Aktivistisches Kapital
Dass die KI ab Ende der 1920er Jahre, zeitgleich mit der Stalinisierung der KPdSU, zum Instrument machtpolitischer Interessen der Sowjetunion und der Moskauer „Apparat“ immer bürokratischer wurden, bestreitet Studer nicht. Ihr Buch ist mehr als eine weitere Geschichte der Komintern. Im Zentrum stehen einige Frauen und Männer und deren Lebensentscheidung, aus der revolutionären Tätigkeit einen Beruf zu machen – einen bezahlten und mit ein paar Privilegien, aber auch mit Entbehrungen und Gefahren verbundenen Beruf.
320 Revolutionär*innen erwähnt sie namentlich; die fünf, deren Lebensweg sie ausführlich schildert, sind der Inder Manabendra Nath Roy (1887-1954), die Italienerin Tina Modotti (1896-1942), der Schweizer Jules Humbert-Droz (1891-1971) sowie die Deutschen Willi Münzenberg (1889-1940) und Hilde Kramer (1900-1974).
Letztere ist zwar die am wenigsten „Prominente“, an ihrem Beispiel wird aber besonders gut nachvollziehbar, wie die Aufbruchstimmung der frühen 1920er Jahre junge Revolutionär*innen motivierte.

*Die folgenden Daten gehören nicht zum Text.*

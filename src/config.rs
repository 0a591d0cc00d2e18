//! Lint configuration and effective settings resolution.
//!
//! aaslint reads `aaslint.toml|yaml|yml` from the repository root (or closest
//! ancestor) and merges it with CLI flags to produce an `Effective` config.
//! Defaults:
//! - `paths`: `**/*.aasx`, `**/*.json`, `**/*.xml`
//! - `failOn`: `["error"]`
//! - `output`: `human`
//! - `templateVersion`: unset (treated as `latest`)
//! - `engines`: every registered engine enabled
//!
//! Overrides precedence: CLI > config file > defaults.

use crate::models::Severity;
use serde::{Deserialize, Serialize};
use std::collections::BTreeMap;
use std::fs;
use std::path::{Path, PathBuf};

/// Patterns used when neither CLI nor config file name any paths.
pub const DEFAULT_PATTERNS: &[&str] = &["**/*.aasx", "**/*.json", "**/*.xml"];

const CONFIG_TOML: &str = "aaslint.toml";
const CONFIG_YAML: [&str; 2] = ["aaslint.yaml", "aaslint.yml"];

fn default_fail_on() -> Vec<Severity> {
    vec![Severity::Error]
}

#[derive(Debug, Clone, PartialEq, Serialize, Deserialize)]
#[serde(rename_all = "camelCase")]
/// Input to a lint run, also embedded in the result as an audit record.
pub struct LintConfig {
    pub paths: Vec<String>,
    #[serde(default, skip_serializing_if = "Vec::is_empty")]
    pub exclude: Vec<String>,
    #[serde(default = "default_fail_on")]
    pub fail_on: Vec<Severity>,
    #[serde(default, skip_serializing_if = "Option::is_none")]
    pub template_version: Option<String>,
    #[serde(default, skip_serializing_if = "Option::is_none")]
    pub template_dir: Option<PathBuf>,
    #[serde(default, skip_serializing_if = "Option::is_none")]
    pub base_path: Option<PathBuf>,
    /// Engine name -> enabled. Missing names are enabled.
    #[serde(default, skip_serializing_if = "Option::is_none")]
    pub engines: Option<BTreeMap<String, bool>>,
}

impl Default for LintConfig {
    fn default() -> Self {
        LintConfig {
            paths: DEFAULT_PATTERNS.iter().map(|s| s.to_string()).collect(),
            exclude: Vec::new(),
            fail_on: default_fail_on(),
            template_version: None,
            template_dir: None,
            base_path: None,
            engines: None,
        }
    }
}

impl LintConfig {
    pub fn with_paths<I, S>(paths: I) -> Self
    where
        I: IntoIterator<Item = S>,
        S: Into<String>,
    {
        LintConfig {
            paths: paths.into_iter().map(Into::into).collect(),
            ..Default::default()
        }
    }

    /// Default-on: only an explicit `false` disables an engine.
    pub fn engine_enabled(&self, name: &str) -> bool {
        self.engines
            .as_ref()
            .and_then(|m| m.get(name).copied())
            .unwrap_or(true)
    }
}

#[derive(Debug, Default, Deserialize, Clone)]
#[serde(rename_all = "camelCase")]
/// Settings for the external compliance checker under `[compliance]`.
pub struct ComplianceCfg {
    /// Program followed by leading arguments.
    pub command: Option<Vec<String>>,
}

#[derive(Debug, Default, Deserialize, Clone)]
#[serde(rename_all = "camelCase")]
/// Root configuration loaded from `aaslint.toml|yaml`.
pub struct FileConfig {
    pub paths: Option<Vec<String>>,
    pub exclude: Option<Vec<String>>,
    pub fail_on: Option<Vec<Severity>>,
    pub template_version: Option<String>,
    pub template_dir: Option<String>,
    pub base_path: Option<String>,
    pub output: Option<String>,
    #[serde(default)]
    pub engines: Option<BTreeMap<String, bool>>, // [engines] name = false
    #[serde(default)]
    pub compliance: Option<ComplianceCfg>,
}

#[derive(Debug, Default, Clone)]
/// Values supplied on the command line. `None`/empty means "not given".
pub struct Overrides {
    pub repo_root: Option<String>,
    pub paths: Vec<String>,
    pub exclude: Vec<String>,
    pub fail_on: Vec<Severity>,
    pub template_version: Option<String>,
    pub template_dir: Option<String>,
    pub base_path: Option<String>,
    pub disabled_engines: Vec<String>,
    pub output: Option<String>,
    pub compliance_command: Option<Vec<String>>,
}

#[derive(Debug, Clone)]
/// Fully-resolved configuration used by the binary after applying precedence.
pub struct Effective {
    pub repo_root: PathBuf,
    pub config_found: bool,
    pub lint: LintConfig,
    pub output: String,
    pub compliance_command: Option<Vec<String>>,
}

/// Walk upward from `start` to detect the repository root.
///
/// Stops when an `aaslint.toml|yaml|yml` or a `.git` directory is found.
pub fn detect_repo_root(start: &Path) -> PathBuf {
    let mut cur = start;
    loop {
        if cur.join(CONFIG_TOML).exists() || CONFIG_YAML.iter().any(|y| cur.join(y).exists()) {
            return cur.to_path_buf();
        }
        if cur.join(".git").exists() {
            return cur.to_path_buf();
        }
        match cur.parent() {
            Some(p) => cur = p,
            None => return start.to_path_buf(),
        }
    }
}

/// Load `FileConfig` from `aaslint.toml` or `aaslint.yaml|yml` if present.
pub fn load_config(root: &Path) -> Option<FileConfig> {
    let toml_path = root.join(CONFIG_TOML);
    if toml_path.exists() {
        let s = fs::read_to_string(&toml_path).ok()?;
        return match toml::from_str::<FileConfig>(&s) {
            Ok(cfg) => Some(cfg),
            Err(e) => {
                tracing::warn!(path = %toml_path.display(), error = %e, "ignoring invalid config");
                None
            }
        };
    }
    for yml in CONFIG_YAML {
        let p = root.join(yml);
        if p.exists() {
            let s = fs::read_to_string(&p).ok()?;
            return match serde_yaml::from_str::<FileConfig>(&s) {
                Ok(cfg) => Some(cfg),
                Err(e) => {
                    tracing::warn!(path = %p.display(), error = %e, "ignoring invalid config");
                    None
                }
            };
        }
    }
    None
}

/// Resolve `Effective` by merging CLI flags, discovered config, and defaults.
pub fn resolve_effective(cli: &Overrides) -> Effective {
    let start = PathBuf::from(cli.repo_root.as_deref().unwrap_or("."));
    let start = std::path::absolute(&start).unwrap_or(start);
    let repo_root = detect_repo_root(&start);
    let file = load_config(&repo_root);
    let config_found = file.is_some();
    let cfg = file.unwrap_or_default();

    let paths = if !cli.paths.is_empty() {
        cli.paths.clone()
    } else {
        cfg.paths
            .unwrap_or_else(|| DEFAULT_PATTERNS.iter().map(|s| s.to_string()).collect())
    };

    // Excludes accumulate: config entries first, CLI entries appended.
    let mut exclude = cfg.exclude.unwrap_or_default();
    exclude.extend(cli.exclude.iter().cloned());

    let fail_on = if !cli.fail_on.is_empty() {
        cli.fail_on.clone()
    } else {
        cfg.fail_on.unwrap_or_else(default_fail_on)
    };

    let template_version = cli.template_version.clone().or(cfg.template_version);

    // Paths from the config file are relative to the repository root.
    let template_dir = cli
        .template_dir
        .as_ref()
        .map(PathBuf::from)
        .or_else(|| cfg.template_dir.map(|d| repo_root.join(d)));
    let base_path = cli
        .base_path
        .as_ref()
        .map(PathBuf::from)
        .or_else(|| cfg.base_path.map(|d| repo_root.join(d)))
        .unwrap_or_else(|| repo_root.clone());

    let mut engines = cfg.engines.unwrap_or_default();
    for name in &cli.disabled_engines {
        engines.insert(name.clone(), false);
    }

    let output = cli
        .output
        .clone()
        .or(cfg.output)
        .unwrap_or_else(|| "human".to_string());

    let compliance_command = cli
        .compliance_command
        .clone()
        .or_else(|| cfg.compliance.and_then(|c| c.command));

    Effective {
        repo_root,
        config_found,
        lint: LintConfig {
            paths,
            exclude,
            fail_on,
            template_version,
            template_dir,
            base_path: Some(base_path),
            engines: if engines.is_empty() { None } else { Some(engines) },
        },
        output,
        compliance_command,
    }
}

KPD-Mitglied seit Ende 1918, arbeitete Kramer ab 1920 in Moskau als Übersetzerin und Stenografin für die KI. In einem Brief an eine Berliner Freundin schrieb sie über den Empfang der KI-Delegierten im August 1920: „Überall rote Fahnen, überall der Klang der Internationale. Und das alles trotz der herrschenden Not, die man sich im Auslande kaum vorstellen kann.“ (S. 75) Mitunter lässt sich auch Studer von der Begeisterung ihrer Protagonist*innen mitreissen. Mehrfach hebt sie hervor, wie deren aktivistisches Kapital Chancen eröffnete. Das galt auch für Frauen, die allerdings in den Entscheidungsgremien kaum vertreten waren, sondern – wie Hilde Kramer – überwiegend unverzichtbare „technische“ Zuarbeit leisteten.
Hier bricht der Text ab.